### DATA FOR THIS EXERCISE ###

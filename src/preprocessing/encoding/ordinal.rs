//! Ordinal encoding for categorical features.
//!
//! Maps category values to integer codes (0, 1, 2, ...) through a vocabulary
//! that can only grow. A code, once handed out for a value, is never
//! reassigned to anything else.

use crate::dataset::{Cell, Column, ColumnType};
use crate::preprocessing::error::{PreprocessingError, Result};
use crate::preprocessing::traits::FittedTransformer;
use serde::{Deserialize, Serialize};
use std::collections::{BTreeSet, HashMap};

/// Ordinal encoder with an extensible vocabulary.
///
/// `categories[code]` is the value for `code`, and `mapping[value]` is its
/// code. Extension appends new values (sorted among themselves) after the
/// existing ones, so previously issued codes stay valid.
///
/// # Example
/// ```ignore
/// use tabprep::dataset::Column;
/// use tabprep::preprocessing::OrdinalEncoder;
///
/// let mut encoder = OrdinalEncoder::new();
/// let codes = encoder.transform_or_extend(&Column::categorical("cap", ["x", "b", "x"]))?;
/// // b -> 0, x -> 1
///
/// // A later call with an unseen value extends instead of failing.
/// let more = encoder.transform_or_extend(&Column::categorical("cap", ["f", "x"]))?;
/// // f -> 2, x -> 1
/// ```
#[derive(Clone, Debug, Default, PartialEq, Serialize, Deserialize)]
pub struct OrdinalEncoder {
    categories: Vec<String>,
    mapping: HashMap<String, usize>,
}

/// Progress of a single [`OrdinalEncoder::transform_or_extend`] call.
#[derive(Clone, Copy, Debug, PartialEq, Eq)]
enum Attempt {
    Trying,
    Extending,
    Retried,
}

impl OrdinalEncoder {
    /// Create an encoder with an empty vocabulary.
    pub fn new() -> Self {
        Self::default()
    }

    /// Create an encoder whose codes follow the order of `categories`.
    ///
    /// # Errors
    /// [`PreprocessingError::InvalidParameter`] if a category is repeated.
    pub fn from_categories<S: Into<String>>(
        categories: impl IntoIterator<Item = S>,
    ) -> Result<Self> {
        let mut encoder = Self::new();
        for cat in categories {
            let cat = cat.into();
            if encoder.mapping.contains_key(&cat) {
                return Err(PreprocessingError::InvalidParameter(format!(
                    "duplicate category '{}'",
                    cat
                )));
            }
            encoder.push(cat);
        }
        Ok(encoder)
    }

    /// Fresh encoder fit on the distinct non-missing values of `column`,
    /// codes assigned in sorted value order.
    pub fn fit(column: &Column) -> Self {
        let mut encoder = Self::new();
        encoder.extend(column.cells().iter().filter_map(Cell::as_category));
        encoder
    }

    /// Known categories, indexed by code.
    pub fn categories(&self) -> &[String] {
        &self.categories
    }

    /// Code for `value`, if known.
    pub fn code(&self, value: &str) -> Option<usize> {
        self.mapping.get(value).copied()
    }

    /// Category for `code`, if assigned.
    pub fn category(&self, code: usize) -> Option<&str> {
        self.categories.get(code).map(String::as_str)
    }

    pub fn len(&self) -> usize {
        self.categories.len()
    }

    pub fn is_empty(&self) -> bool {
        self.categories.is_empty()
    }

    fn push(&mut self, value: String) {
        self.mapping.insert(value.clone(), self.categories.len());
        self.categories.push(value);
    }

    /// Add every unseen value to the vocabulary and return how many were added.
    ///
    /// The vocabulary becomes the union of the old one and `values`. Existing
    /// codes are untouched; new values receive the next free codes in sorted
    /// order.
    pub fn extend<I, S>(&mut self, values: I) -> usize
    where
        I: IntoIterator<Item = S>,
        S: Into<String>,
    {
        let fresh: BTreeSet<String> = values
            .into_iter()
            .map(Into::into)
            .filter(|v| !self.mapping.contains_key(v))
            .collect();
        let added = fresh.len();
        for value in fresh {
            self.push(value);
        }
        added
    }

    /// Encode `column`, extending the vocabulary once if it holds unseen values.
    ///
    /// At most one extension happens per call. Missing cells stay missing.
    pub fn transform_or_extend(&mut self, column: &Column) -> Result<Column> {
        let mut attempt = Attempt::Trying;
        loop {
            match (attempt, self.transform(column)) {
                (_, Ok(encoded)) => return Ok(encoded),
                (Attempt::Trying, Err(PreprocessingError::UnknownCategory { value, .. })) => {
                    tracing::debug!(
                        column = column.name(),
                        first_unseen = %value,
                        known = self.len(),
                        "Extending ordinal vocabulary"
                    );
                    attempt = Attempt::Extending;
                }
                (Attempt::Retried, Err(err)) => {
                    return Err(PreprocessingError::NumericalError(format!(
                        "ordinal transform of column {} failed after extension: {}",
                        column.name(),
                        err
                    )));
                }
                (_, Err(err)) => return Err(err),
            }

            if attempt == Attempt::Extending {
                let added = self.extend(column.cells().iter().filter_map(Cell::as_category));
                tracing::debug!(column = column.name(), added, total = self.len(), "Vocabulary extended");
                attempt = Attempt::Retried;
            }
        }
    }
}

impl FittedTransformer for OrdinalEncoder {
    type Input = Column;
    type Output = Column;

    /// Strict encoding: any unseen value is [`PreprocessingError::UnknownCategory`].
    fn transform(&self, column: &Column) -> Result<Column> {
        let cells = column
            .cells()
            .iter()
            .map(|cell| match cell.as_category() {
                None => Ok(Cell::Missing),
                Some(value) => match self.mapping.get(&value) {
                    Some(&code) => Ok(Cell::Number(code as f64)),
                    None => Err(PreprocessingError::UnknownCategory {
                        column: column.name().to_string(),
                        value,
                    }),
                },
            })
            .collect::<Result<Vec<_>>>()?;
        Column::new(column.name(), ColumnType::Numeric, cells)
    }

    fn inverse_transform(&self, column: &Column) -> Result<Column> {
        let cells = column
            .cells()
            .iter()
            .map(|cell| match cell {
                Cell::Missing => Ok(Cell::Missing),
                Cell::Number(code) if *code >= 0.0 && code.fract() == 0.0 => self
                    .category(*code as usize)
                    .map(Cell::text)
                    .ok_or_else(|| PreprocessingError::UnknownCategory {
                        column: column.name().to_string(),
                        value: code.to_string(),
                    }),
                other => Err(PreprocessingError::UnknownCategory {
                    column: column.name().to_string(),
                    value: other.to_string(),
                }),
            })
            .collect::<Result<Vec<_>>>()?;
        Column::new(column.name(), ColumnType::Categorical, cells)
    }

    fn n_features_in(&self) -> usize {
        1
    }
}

###

WHAT IS REQUIRED -> Retype all of the data word for word.

ANSWER FOR THE TASK ->
filename src/preprocessing/encoding/ordinal.rs
//! Ordinal encoding for categorical features.
//!
//! Maps category values to integer codes (0, 1, 2, ...) through a vocabulary
//! that can only grow. A code, once handed out for a value, is never
//! reassigned to anything else.

use crate::dataset::{Cell, Column, ColumnType};
use crate::preprocessing::error::{PreprocessingError, Result};
use crate::preprocessing::traits::FittedTransformer;
use serde::{Deserialize, Serialize};
use std::collections::{BTreeSet, HashMap};

/// Ordinal encoder with an extensible vocabulary.
///
/// `categories[code]` is the value for `code`, and `mapping[value]` is its
/// code. Extension appends new values (sorted among themselves) after the
/// existing ones, so previously issued codes stay valid.
///
/// # Example
/// ```ignore
/// use tabprep::dataset::Column;
/// use tabprep::preprocessing::OrdinalEncoder;
///
/// let mut encoder = OrdinalEncoder::new();
/// let codes = encoder.transform_or_extend(&Column::categorical("cap", ["x", "b", "x"]))?;
/// // b -> 0, x -> 1
///
/// // A later call with an unseen value extends instead of failing.
/// let more = encoder.transform_or_extend(&Column::categorical("cap", ["f", "x"]))?;
/// // f -> 2, x -> 1
/// ```
#[derive(Clone, Debug, Default, PartialEq, Serialize, Deserialize)]
pub struct OrdinalEncoder {
    categories: Vec<String>,
    mapping: HashMap<String, usize>,
}

/// Progress of a single [`OrdinalEncoder::transform_or_extend`] call.
#[derive(Clone, Copy, Debug, PartialEq, Eq)]
enum Attempt {
    Trying,
    Extending,
    Retried,
}

impl OrdinalEncoder {
    /// Create an encoder with an empty vocabulary.
    pub fn new() -> Self {
        Self::default()
    }

    /// Create an encoder whose codes follow the order of `categories`.
    ///
    /// # Errors
    /// [`PreprocessingError::InvalidParameter`] if a category is repeated.
    pub fn from_categories<S: Into<String>>(
        categories: impl IntoIterator<Item = S>,
    ) -> Result<Self> {
        let mut encoder = Self::new();
        for cat in categories {
            let cat = cat.into();
            if encoder.mapping.contains_key(&cat) {
                return Err(PreprocessingError::InvalidParameter(format!(
                    "duplicate category '{}'",
                    cat
                )));
            }
            encoder.push(cat);
        }
        Ok(encoder)
    }

    /// Fresh encoder fit on the distinct non-missing values of `column`,
    /// codes assigned in sorted value order.
    pub fn fit(column: &Column) -> Self {
        let mut encoder = Self::new();
        encoder.extend(column.cells().iter().filter_map(Cell::as_category));
        encoder
    }

    /// Known categories, indexed by code.
    pub fn categories(&self) -> &[String] {
        &self.categories
    }

    /// Code for `value`, if known.
    pub fn code(&self, value: &str) -> Option<usize> {
        self.mapping.get(value).copied()
    }

    /// Category for `code`, if assigned.
    pub fn category(&self, code: usize) -> Option<&str> {
        self.categories.get(code).map(String::as_str)
    }

    pub fn len(&self) -> usize {
        self.categories.len()
    }

    pub fn is_empty(&self) -> bool {
        self.categories.is_empty()
    }

    fn push(&mut self, value: String) {
        self.mapping.insert(value.clone(), self.categories.len());
        self.categories.push(value);
    }

    /// Add every unseen value to the vocabulary and return how many were added.
    ///
    /// The vocabulary becomes the union of the old one and `values`. Existing
    /// codes are untouched; new values receive the next free codes in sorted
    /// order.
    pub fn extend<I, S>(&mut self, values: I) -> usize
    where
        I: IntoIterator<Item = S>,
        S: Into<String>,
    {
        let fresh: BTreeSet<String> = values
            .into_iter()
            .map(Into::into)
            .filter(|v| !self.mapping.contains_key(v))
            .collect();
        let added = fresh.len();
        for value in fresh {
            self.push(value);
        }
        added
    }

    /// Encode `column`, extending the vocabulary once if it holds unseen values.
    ///
    /// At most one extension happens per call. Missing cells stay missing.
    pub fn transform_or_extend(&mut self, column: &Column) -> Result<Column> {
        let mut attempt = Attempt::Trying;
        loop {
            match (attempt, self.transform(column)) {
                (_, Ok(encoded)) => return Ok(encoded),
                (Attempt::Trying, Err(PreprocessingError::UnknownCategory { value, .. })) => {
                    tracing::debug!(
                        column = column.name(),
                        first_unseen = %value,
                        known = self.len(),
                        "Extending ordinal vocabulary"
                    );
                    attempt = Attempt::Extending;
                }
                (Attempt::Retried, Err(err)) => {
                    return Err(PreprocessingError::NumericalError(format!(
                        "ordinal transform of column {} failed after extension: {}",
                        column.name(),
                        err
                    )));
                }
                (_, Err(err)) => return Err(err),
            }

            if attempt == Attempt::Extending {
                let added = self.extend(column.cells().iter().filter_map(Cell::as_category));
                tracing::debug!(column = column.name(), added, total = self.len(), "Vocabulary extended");
                attempt = Attempt::Retried;
            }
        }
    }
}

impl FittedTransformer for OrdinalEncoder {
    type Input = Column;
    type Output = Column;

    /// Strict encoding: any unseen value is [`PreprocessingError::UnknownCategory`].
    fn transform(&self, column: &Column) -> Result<Column> {
        let cells = column
            .cells()
            .iter()
            .map(|cell| match cell.as_category() {
                None => Ok(Cell::Missing),
                Some(value) => match self.mapping.get(&value) {
                    Some(&code) => Ok(Cell::Number(code as f64)),
                    None => Err(PreprocessingError::UnknownCategory {
                        column: column.name().to_string(),
                        value,
                    }),
                },
            })
            .collect::<Result<Vec<_>>>()?;
        Column::new(column.name(), ColumnType::Numeric, cells)
    }

    fn inverse_transform(&self, column: &Column) -> Result<Column> {
        let cells = column
            .cells()
            .iter()
            .map(|cell| match cell {
                Cell::Missing => Ok(Cell::Missing),
                Cell::Number(code) if *code >= 0.0 && code.fract() == 0.0 => self
                    .category(*code as usize)
                    .map(Cell::text)
                    .ok_or_else(|| PreprocessingError::UnknownCategory {
                        column: column.name().to_string(),
                        value: code.to_string(),
                    }),
                other => Err(PreprocessingError::UnknownCategory {
                    column: column.name().to_string(),
                    value: other.to_string(),
                }),
            })
            .collect::<Result<Vec<_>>>()?;
        Column::new(column.name(), ColumnType::Categorical, cells)
    }

    fn n_features_in(&self) -> usize {
        1
    }
}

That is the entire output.